Later that day the ambush was sprung by tribesmen firing rifles and hurling spears and slingshots – one of which struck Bonington in the back. Huge boulders the size of a kitchen table also began to rain down.

Blashford-Snell gave the order to man the boats and opened fire with his pistol clearing an escape path. Remarkably, they made it downriver without any serious casualties.

That night they camped on an island, surrounding themselves with a fence of thorns and ensuring their weapons were loaded. The inevitable attack came at 1am when, through the darkness, a mass of armed men came running towards them.

After an exchange of gunfire, the men raced to their boats and plunged into rapids in the pitch black. One boat was flipped and its crew nearly drowned. Blashford-Snell remembers being hurled on to a sandbank and a crocodile slithering away.
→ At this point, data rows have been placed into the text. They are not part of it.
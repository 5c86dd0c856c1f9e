//! Server Configuration
//!
//! Loads configuration from environment variables.

use std::env;
use std::fmt;
use std::path::PathBuf;

use percent_encoding::percent_decode_str;
use thiserror::Error;
use url::{Host, Url};

use crate::github::format::FormatOptions;
use crate::github::shorten::DEFAULT_ENDPOINT;
use crate::irc::client::{IrcSettings, DEFAULT_REALNAME};
use crate::webhooks::queue::DEFAULT_CAPACITY;

const IRC_PORT: u16 = 6667;
const IRCS_PORT: u16 = 6697;

/// Invalid or missing configuration. Fatal at startup.
#[derive(Error, Debug)]
pub enum ConfigError {
    #[error("{0} must be set")]
    Missing(&'static str),

    #[error("invalid IRC URL: {0}")]
    InvalidUrl(#[from] url::ParseError),

    #[error("not an IRC URL (scheme {0:?}); use irc:// or ircs://")]
    UnsupportedScheme(String),

    #[error("IRC URL has no host")]
    MissingHost,

    #[error("IRC URL is missing a nickname")]
    MissingNick,

    #[error("IRC URL is missing a channel")]
    MissingChannel,

    #[error("{name} has an invalid value: {value:?}")]
    InvalidValue { name: &'static str, value: String },
}

/// Server, identity and channel taken from `irc[s]://nick[:pass]@host[:port]/channel`.
#[derive(Clone, PartialEq, Eq)]
pub struct IrcTarget {
    pub host: String,
    pub port: u16,
    pub tls: bool,
    pub nick: String,
    /// Server password (`PASS`).
    pub password: Option<String>,
    /// Channel name with its leading `#`.
    pub channel: String,
}

impl fmt::Debug for IrcTarget {
    fn fmt(&self, f: &mut fmt::Formatter<'_>) -> fmt::Result {
        f.debug_struct("IrcTarget")
            .field("host", &self.host)
            .field("port", &self.port)
            .field("tls", &self.tls)
            .field("nick", &self.nick)
            .field("password", &self.password.as_ref().map(|_| "[REDACTED]"))
            .field("channel", &self.channel)
            .finish()
    }
}

fn decode(component: &str) -> String {
    percent_decode_str(component).decode_utf8_lossy().into_owned()
}

/// Prefix `#` unless the name already carries it.
pub fn normalize_channel(channel: &str) -> String {
    if channel.starts_with('#') {
        channel.to_string()
    } else {
        format!("#{channel}")
    }
}

impl IrcTarget {
    /// Parse an IRC URL.
    ///
    /// The channel comes from the path (`/%23chan` or `/chan`). An unescaped
    /// `#` makes the channel the URL fragment instead, so `/#chan` works too.
    pub fn parse(raw: &str) -> Result<Self, ConfigError> {
        let url = Url::parse(raw)?;

        let (tls, default_port) = match url.scheme() {
            "irc" => (false, IRC_PORT),
            "ircs" => (true, IRCS_PORT),
            other => return Err(ConfigError::UnsupportedScheme(other.to_string())),
        };

        let host = match url.host() {
            Some(Host::Domain(domain)) if !domain.is_empty() => domain.to_string(),
            Some(Host::Ipv4(addr)) => addr.to_string(),
            Some(Host::Ipv6(addr)) => addr.to_string(),
            _ => return Err(ConfigError::MissingHost),
        };

        let nick = decode(url.username());
        if nick.is_empty() {
            return Err(ConfigError::MissingNick);
        }
        let password = url.password().map(decode).filter(|p| !p.is_empty());

        let path = decode(url.path().trim_start_matches('/'));
        let channel = if path.is_empty() {
            url.fragment().map(decode).unwrap_or_default()
        } else {
            path
        };
        let channel = channel.trim_start_matches('#');
        if channel.is_empty() {
            return Err(ConfigError::MissingChannel);
        }

        Ok(Self {
            host,
            port: url.port().unwrap_or(default_port),
            tls,
            nick,
            password,
            channel: normalize_channel(channel),
        })
    }
}

/// Server configuration loaded from environment variables.
#[derive(Debug, Clone)]
pub struct Config {
    /// Server bind address (e.g., "0.0.0.0:8080")
    pub bind_address: String,

    /// Path the webhook endpoint is mounted on
    pub webhook_path: String,

    /// Location of the base64 shared secret (created on first run)
    pub webhook_secret_file: PathBuf,

    /// Deliveries buffered ahead of the IRC consumer (default: 10)
    pub queue_capacity: usize,

    /// Branches whose pushes are announced; empty means all
    pub branches: Vec<String>,

    /// Strip IRC colours from notifications
    pub no_colors: bool,

    /// Skip URL shortening
    pub long_url: bool,

    /// URL shortening endpoint
    pub shortener_url: String,

    /// IRC server, nickname and channel
    pub irc: IrcTarget,

    /// Announce with NOTICE instead of PRIVMSG
    pub irc_notice: bool,

    pub irc_realname: String,

    /// NickServ password (optional)
    pub irc_nickserv_password: Option<String>,

    /// Echo private messages back to the channel
    pub irc_echo: bool,

    /// Record the raw IRC protocol transcript
    pub irc_debug: bool,
}

fn parse_bool(name: &'static str, value: &str) -> Result<bool, ConfigError> {
    match value.trim().to_ascii_lowercase().as_str() {
        "1" | "true" | "yes" | "on" => Ok(true),
        "0" | "false" | "no" | "off" => Ok(false),
        _ => Err(ConfigError::InvalidValue {
            name,
            value: value.to_string(),
        }),
    }
}

impl Config {
    /// Load configuration from environment variables.
    pub fn from_env() -> Result<Self, ConfigError> {
        Self::from_vars(|name| env::var(name).ok())
    }

    /// Load configuration through an arbitrary variable lookup.
    pub fn from_vars<F>(lookup: F) -> Result<Self, ConfigError>
    where
        F: Fn(&str) -> Option<String>,
    {
        let var = |name: &str| lookup(name).filter(|v| !v.trim().is_empty());
        let flag = |name: &'static str, default: bool| {
            var(name).map_or(Ok(default), |v| parse_bool(name, &v))
        };

        let irc_url = var("IRC_URL").ok_or(ConfigError::Missing("IRC_URL"))?;

        let queue_capacity = match var("DELIVERY_QUEUE_CAPACITY") {
            Some(v) => v
                .trim()
                .parse::<usize>()
                .ok()
                .filter(|n| *n > 0)
                .ok_or(ConfigError::InvalidValue {
                    name: "DELIVERY_QUEUE_CAPACITY",
                    value: v,
                })?,
            None => DEFAULT_CAPACITY,
        };

        let mut webhook_path = var("WEBHOOK_PATH").unwrap_or_else(|| "/webhook".into());
        if !webhook_path.starts_with('/') {
            webhook_path.insert(0, '/');
        }

        Ok(Self {
            bind_address: var("BIND_ADDRESS").unwrap_or_else(|| "0.0.0.0:8080".into()),
            webhook_path,
            webhook_secret_file: var("WEBHOOK_SECRET_FILE")
                .unwrap_or_else(|| "webhook.secret".into())
                .into(),
            queue_capacity,
            branches: var("BRANCHES")
                .map(|list| FormatOptions::parse_branches(&list))
                .unwrap_or_default(),
            no_colors: flag("NO_COLORS", false)?,
            long_url: flag("LONG_URL", true)?,
            shortener_url: var("SHORTENER_URL").unwrap_or_else(|| DEFAULT_ENDPOINT.into()),
            irc: IrcTarget::parse(&irc_url)?,
            irc_notice: flag("IRC_NOTICE", false)?,
            irc_realname: var("IRC_REALNAME").unwrap_or_else(|| DEFAULT_REALNAME.into()),
            irc_nickserv_password: var("IRC_NICKSERV_PASSWORD"),
            irc_echo: flag("IRC_ECHO", true)?,
            irc_debug: flag("IRC_DEBUG", false)?,
        })
    }

    /// Formatter switches.
    pub fn format_options(&self) -> FormatOptions {
        FormatOptions {
            branches: self.branches.clone(),
            no_colors: self.no_colors,
            long_url: self.long_url,
        }
    }

    /// IRC session settings.
    pub fn irc_settings(&self) -> IrcSettings {
        IrcSettings {
            nick: self.irc.nick.clone(),
            channel: self.irc.channel.clone(),
            password: self.irc.password.clone(),
            realname: self.irc_realname.clone(),
            nickserv_password: self.irc_nickserv_password.clone(),
            use_notice: self.irc_notice,
            echo: self.irc_echo,
            debug: self.irc_debug,
        }
    }

    /// Create a default config for testing.
    #[must_use]
    pub fn default_for_test() -> Self {
        Self {
            bind_address: "127.0.0.1:8080".into(),
            webhook_path: "/webhook".into(),
            webhook_secret_file: "webhook.secret".into(),
            queue_capacity: DEFAULT_CAPACITY,
            branches: Vec::new(),
            no_colors: true,
            long_url: true,
            shortener_url: DEFAULT_ENDPOINT.into(),
            irc: IrcTarget {
                host: "localhost".into(),
                port: IRC_PORT,
                tls: false,
                nick: "hubbub".into(),
                password: None,
                channel: "#test".into(),
            },
            irc_notice: false,
            irc_realname: DEFAULT_REALNAME.into(),
            irc_nickserv_password: None,
            irc_echo: true,
            irc_debug: false,
        }
    }
}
At first light the crew pitched off. With no supplies left they were eventually forced to shoot one of the numerous tailgating crocodiles and cook it on a metal plate greased with engine oil. A few days later the starving men received the final airdrop: some biscuits, cheese and several gallons of whisky.

It was on this giddy buzz that the crew – battered, bloodied and suffering the onset of septicaemia – rounded the final riverbend to see a welcome party awaiting them on the Shafartak bridge.

The expedition was hailed a huge success, not least for its scientific gains, with 1,000 specimens captured and a total of 70 scientific papers published.

‘Blue Nile Conquered at Last’ declared the ensuing Telegraph headline. It was, reflects Blashford-Snell, quoting the Duke of Wellington at Waterloo, “a close-run thing”.

Sir Chris Bonington

I’m an adventurer and used to danger, but the assignment to cover the Blue Nile expedition proved something else altogether.

I had three cameras and about a hundred rolls of film which I sent back via our supply lines.

I certainly took some risks to get the right photographs, like any war correspondent does: I had never fired a pistol before, never been so close to drowning and never experienced such huge crocodiles. I knew nothing about river travel, and it was a steep learning curve.

I didn’t always do as I was told. No good journalist ever doesChris Bonington

It was a fantastic and extraordinary adventure, as well as a tragic one for the loss of Corporal Ian MacLeod.

I didn’t always do as I was told – no good journalist does. But I got the story.